--- Exercise brief ---
Can you transcribe every record below exactly as it appears?

--- Supplied records ---
// Licensed under the Apache License, Version 2.0 <LICENSE-APACHE or
// https://www.apache.org/licenses/LICENSE-2.0> or the MIT license
// <LICENSE-MIT or https://opensource.org/licenses/MIT>, at your
// option. This file may not be copied, modified, or distributed
// except according to those terms.

//! Recovery sweep and outbox publisher tests.

mod common;

use std::sync::Arc;
use std::time::Duration;
use tokio_util::sync::CancellationToken;

use meridian_core::config::{QueueConfig, RecoveryConfig};
use meridian_core::jobs::{Constraints, JobSpec, ModelSpec};
use meridian_core::testing::MemoryRepository;
use meridian_core::{
    EnvelopeQueue, JobStatus, MemoryQueue, OutboxPublisher, RecoveryController, Region, Repository,
};

fn small_spec() -> JobSpec {
    JobSpec {
        models: vec![ModelSpec {
            id: "m1".to_string(),
            regions: vec![Region::UsEast],
        }],
        questions: vec!["q1".to_string()],
        constraints: Constraints::default(),
    }
}

fn recovery_config() -> RecoveryConfig {
    RecoveryConfig {
        sweep_interval_secs: 60,
        processing_stale_secs: 600,
        created_stale_secs: 300,
        hard_timeout_secs: 3_600,
    }
}

/// A runner that crashed after claiming leaves the job `processing`; the
/// sweep sends it back to `created` and republishes an envelope.
#[tokio::test]
async fn test_stale_processing_job_is_reset_and_republished() {
    let repo = Arc::new(MemoryRepository::new());
    let repo_dyn: Arc<dyn Repository> = repo.clone();

    let job = repo.create_job("job-crashed", None, &small_spec()).await.unwrap();
    repo.update_job_status(job.internal_id, &JobStatus::CLAIMABLE, JobStatus::Processing)
        .await
        .unwrap();

    // Drain the original outbox row so the republish is observable.
    let queue = Arc::new(MemoryQueue::new());
    let publisher = OutboxPublisher::new(
        Arc::clone(&repo_dyn),
        Arc::clone(&queue) as _,
        QueueConfig::default(),
    );
    publisher.publish_batch().await.unwrap();
    let cancel = CancellationToken::new();
    queue.pop(&cancel).await.unwrap().unwrap();

    let controller = RecoveryController::new(Arc::clone(&repo_dyn), recovery_config());

    // Fresh processing jobs are left alone.
    let report = controller.sweep().await.unwrap();
    assert_eq!(report.reset, 0);

    repo.age_job(job.internal_id, 1_200);
    let report = controller.sweep().await.unwrap();
    assert_eq!(report.reset, 1);

    let recovered = repo.job(job.internal_id).await.unwrap().unwrap();
    assert_eq!(recovered.job_status().unwrap(), JobStatus::Created);
    assert_eq!(recovered.retry_count, 1);

    // The republished envelope arrives with the bumped retry count.
    publisher.publish_batch().await.unwrap();
    let envelope = queue.pop(&cancel).await.unwrap().unwrap();
    assert_eq!(envelope.job_id, job.internal_id);
    assert_eq!(envelope.retry_count, 1);
}

/// A job stuck past the hard timeout is failed and its open executions
/// swept.
#[tokio::test]
async fn test_hard_timeout_drives_job_terminal() {
    let repo = Arc::new(MemoryRepository::new());
    let repo_dyn: Arc<dyn Repository> = repo.clone();

    let job = repo.create_job("job-stuck", None, &small_spec()).await.unwrap();
    repo.update_job_status(job.internal_id, &JobStatus::CLAIMABLE, JobStatus::Processing)
        .await
        .unwrap();
    repo.update_job_status(job.internal_id, &[JobStatus::Processing], JobStatus::Running)
        .await
        .unwrap();
    repo.insert_execution(meridian_core::database::models::NewExecution::running(
        job.internal_id,
        Region::UsEast,
        "m1",
        Some("q1".to_string()),
        0,
    ))
    .await
    .unwrap();

    repo.age_job(job.internal_id, 7_200);

    let controller = RecoveryController::new(repo_dyn, recovery_config());
    let report = controller.sweep().await.unwrap();
    assert_eq!(report.timed_out, 1);

    let failed = repo.job(job.internal_id).await.unwrap().unwrap();
    assert_eq!(failed.job_status().unwrap(), JobStatus::Failed);
    assert!(failed
        .reason
        .as_deref()
        .unwrap_or("")
        .contains("hard timeout"));

    let counts = repo.count_executions(job.internal_id).await.unwrap();
    assert_eq!(counts.open(), 0);
    assert_eq!(counts.cancelled, 1);

    // A subsequent sweep finds nothing to do: progress-or-terminal.
    let report = controller.sweep().await.unwrap();
    assert_eq!(report.timed_out, 0);
    assert_eq!(report.reset, 0);
}

/// Stale `created` jobs are republished for another delivery attempt.
#[tokio::test]
async fn test_stale_created_job_is_republished() {
    let repo = Arc::new(MemoryRepository::new());
    let repo_dyn: Arc<dyn Repository> = repo.clone();

    let job = repo.create_job("job-unpublished", None, &small_spec()).await.unwrap();
    repo.age_job(job.internal_id, 400);

    let controller = RecoveryController::new(Arc::clone(&repo_dyn), recovery_config());
    let report = controller.sweep().await.unwrap();
    assert_eq!(report.republished, 1);

    // Original row plus the republished one.
    let rows = repo.unpublished_outbox(10).await.unwrap();
    assert_eq!(rows.len(), 2);
    assert!(rows.iter().all(|r| r.job_id == job.internal_id));
}

/// The publisher delivers at least once: a crash between push and
/// mark-published yields a duplicate envelope, never a lost one.
#[tokio::test]
async fn test_publisher_at_least_once() {
    let repo = Arc::new(MemoryRepository::new());
    let repo_dyn: Arc<dyn Repository> = repo.clone();
    let queue = Arc::new(MemoryQueue::new());

    let job = repo.create_job("job-once", None, &small_spec()).await.unwrap();

    let publisher = OutboxPublisher::new(
        Arc::clone(&repo_dyn),
        Arc::clone(&queue) as _,
        QueueConfig::default(),
    );

    let published = publisher.publish_batch().await.unwrap();
    assert_eq!(published, 1);
    assert_eq!(queue.len().await, 1);

    // Nothing left unpublished; a second pass is a no-op.
    assert_eq!(publisher.publish_batch().await.unwrap(), 0);

    // Simulated crash between push and mark: the row reappears and is
    // delivered again.
    repo.insert_outbox(job.internal_id).await.unwrap();
    assert_eq!(publisher.publish_batch().await.unwrap(), 1);
    assert_eq!(queue.len().await, 2);

    let cancel = CancellationToken::new();
    let first = queue.pop(&cancel).await.unwrap().unwrap();
    let second = queue.pop(&cancel).await.unwrap().unwrap();
    assert_eq!(first.job_id, job.internal_id);
    assert_eq!(second.job_id, job.internal_id);
}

--- Output for this exercise ---
// Licensed under the Apache License, Version 2.0 <LICENSE-APACHE or
// https://www.apache.org/licenses/LICENSE-2.0> or the MIT license
// <LICENSE-MIT or https://opensource.org/licenses/MIT>, at your
// option. This file may not be copied, modified, or distributed
// except according to those terms.

//! Recovery sweep and outbox publisher tests.

mod common;

use std::sync::Arc;
use std::time::Duration;
use tokio_util::sync::CancellationToken;

use meridian_core::config::{QueueConfig, RecoveryConfig};
use meridian_core::jobs::{Constraints, JobSpec, ModelSpec};
use meridian_core::testing::MemoryRepository;
use meridian_core::{
    EnvelopeQueue, JobStatus, MemoryQueue, OutboxPublisher, RecoveryController, Region, Repository,
};

fn small_spec() -> JobSpec {
    JobSpec {
        models: vec![ModelSpec {
            id: "m1".to_string(),
            regions: vec![Region::UsEast],
        }],
        questions: vec!["q1".to_string()],
        constraints: Constraints::default(),
    }
}

fn recovery_config() -> RecoveryConfig {
    RecoveryConfig {
        sweep_interval_secs: 60,
        processing_stale_secs: 600,
        created_stale_secs: 300,
        hard_timeout_secs: 3_600,
    }
}

/// A runner that crashed after claiming leaves the job `processing`; the
/// sweep sends it back to `created` and republishes an envelope.
#[tokio::test]
async fn test_stale_processing_job_is_reset_and_republished() {
    let repo = Arc::new(MemoryRepository::new());
    let repo_dyn: Arc<dyn Repository> = repo.clone();

    let job = repo.create_job("job-crashed", None, &small_spec()).await.unwrap();
    repo.update_job_status(job.internal_id, &JobStatus::CLAIMABLE, JobStatus::Processing)
        .await
        .unwrap();

    // Drain the original outbox row so the republish is observable.
    let queue = Arc::new(MemoryQueue::new());
    let publisher = OutboxPublisher::new(
        Arc::clone(&repo_dyn),
        Arc::clone(&queue) as _,
        QueueConfig::default(),
    );
    publisher.publish_batch().await.unwrap();
    let cancel = CancellationToken::new();
    queue.pop(&cancel).await.unwrap().unwrap();

    let controller = RecoveryController::new(Arc::clone(&repo_dyn), recovery_config());

    // Fresh processing jobs are left alone.
    let report = controller.sweep().await.unwrap();
    assert_eq!(report.reset, 0);

    repo.age_job(job.internal_id, 1_200);
    let report = controller.sweep().await.unwrap();
    assert_eq!(report.reset, 1);

    let recovered = repo.job(job.internal_id).await.unwrap().unwrap();
    assert_eq!(recovered.job_status().unwrap(), JobStatus::Created);
    assert_eq!(recovered.retry_count, 1);

    // The republished envelope arrives with the bumped retry count.
    publisher.publish_batch().await.unwrap();
    let envelope = queue.pop(&cancel).await.unwrap().unwrap();
    assert_eq!(envelope.job_id, job.internal_id);
    assert_eq!(envelope.retry_count, 1);
}

/// A job stuck past the hard timeout is failed and its open executions
/// swept.
#[tokio::test]
async fn test_hard_timeout_drives_job_terminal() {
    let repo = Arc::new(MemoryRepository::new());
    let repo_dyn: Arc<dyn Repository> = repo.clone();

    let job = repo.create_job("job-stuck", None, &small_spec()).await.unwrap();
    repo.update_job_status(job.internal_id, &JobStatus::CLAIMABLE, JobStatus::Processing)
        .await
        .unwrap();
    repo.update_job_status(job.internal_id, &[JobStatus::Processing], JobStatus::Running)
        .await
        .unwrap();
    repo.insert_execution(meridian_core::database::models::NewExecution::running(
        job.internal_id,
        Region::UsEast,
        "m1",
        Some("q1".to_string()),
        0,
    ))
    .await
    .unwrap();

    repo.age_job(job.internal_id, 7_200);

    let controller = RecoveryController::new(repo_dyn, recovery_config());
    let report = controller.sweep().await.unwrap();
    assert_eq!(report.timed_out, 1);

    let failed = repo.job(job.internal_id).await.unwrap().unwrap();
    assert_eq!(failed.job_status().unwrap(), JobStatus::Failed);
    assert!(failed
        .reason
        .as_deref()
        .unwrap_or("")
        .contains("hard timeout"));

    let counts = repo.count_executions(job.internal_id).await.unwrap();
    assert_eq!(counts.open(), 0);
    assert_eq!(counts.cancelled, 1);

    // A subsequent sweep finds nothing to do: progress-or-terminal.
    let report = controller.sweep().await.unwrap();
    assert_eq!(report.timed_out, 0);
    assert_eq!(report.reset, 0);
}

/// Stale `created` jobs are republished for another delivery attempt.
#[tokio::test]
async fn test_stale_created_job_is_republished() {
    let repo = Arc::new(MemoryRepository::new());
    let repo_dyn: Arc<dyn Repository> = repo.clone();

    let job = repo.create_job("job-unpublished", None, &small_spec()).await.unwrap();
    repo.age_job(job.internal_id, 400);

    let controller = RecoveryController::new(Arc::clone(&repo_dyn), recovery_config());
    let report = controller.sweep().await.unwrap();
    assert_eq!(report.republished, 1);

    // Original row plus the republished one.
    let rows = repo.unpublished_outbox(10).await.unwrap();
    assert_eq!(rows.len(), 2);
    assert!(rows.iter().all(|r| r.job_id == job.internal_id));
}

/// The publisher delivers at least once: a crash between push and
/// mark-published yields a duplicate envelope, never a lost one.
#[tokio::test]
async fn test_publisher_at_least_once() {
    let repo = Arc::new(MemoryRepository::new());
    let repo_dyn: Arc<dyn Repository> = repo.clone();
    let queue = Arc::new(MemoryQueue::new());

    let job = repo.create_job("job-once", None, &small_spec()).await.unwrap();

    let publisher = OutboxPublisher::new(
        Arc::clone(&repo_dyn),
        Arc::clone(&queue) as _,
        QueueConfig::default(),
    );

    let published = publisher.publish_batch().await.unwrap();
    assert_eq!(published, 1);
    assert_eq!(queue.len().await, 1);

    // Nothing left unpublished; a second pass is a no-op.
    assert_eq!(publisher.publish_batch().await.unwrap(), 0);

    // Simulated crash between push and mark: the row reappears and is
    // delivered again.
    repo.insert_outbox(job.internal_id).await.unwrap();
    assert_eq!(publisher.publish_batch().await.unwrap(), 1);
    assert_eq!(queue.len().await, 2);

    let cancel = CancellationToken::new();
    let first = queue.pop(&cancel).await.unwrap().unwrap();
    let second = queue.pop(&cancel).await.unwrap().unwrap();
    assert_eq!(first.job_id, job.internal_id);
    assert_eq!(second.job_id, job.internal_id);
}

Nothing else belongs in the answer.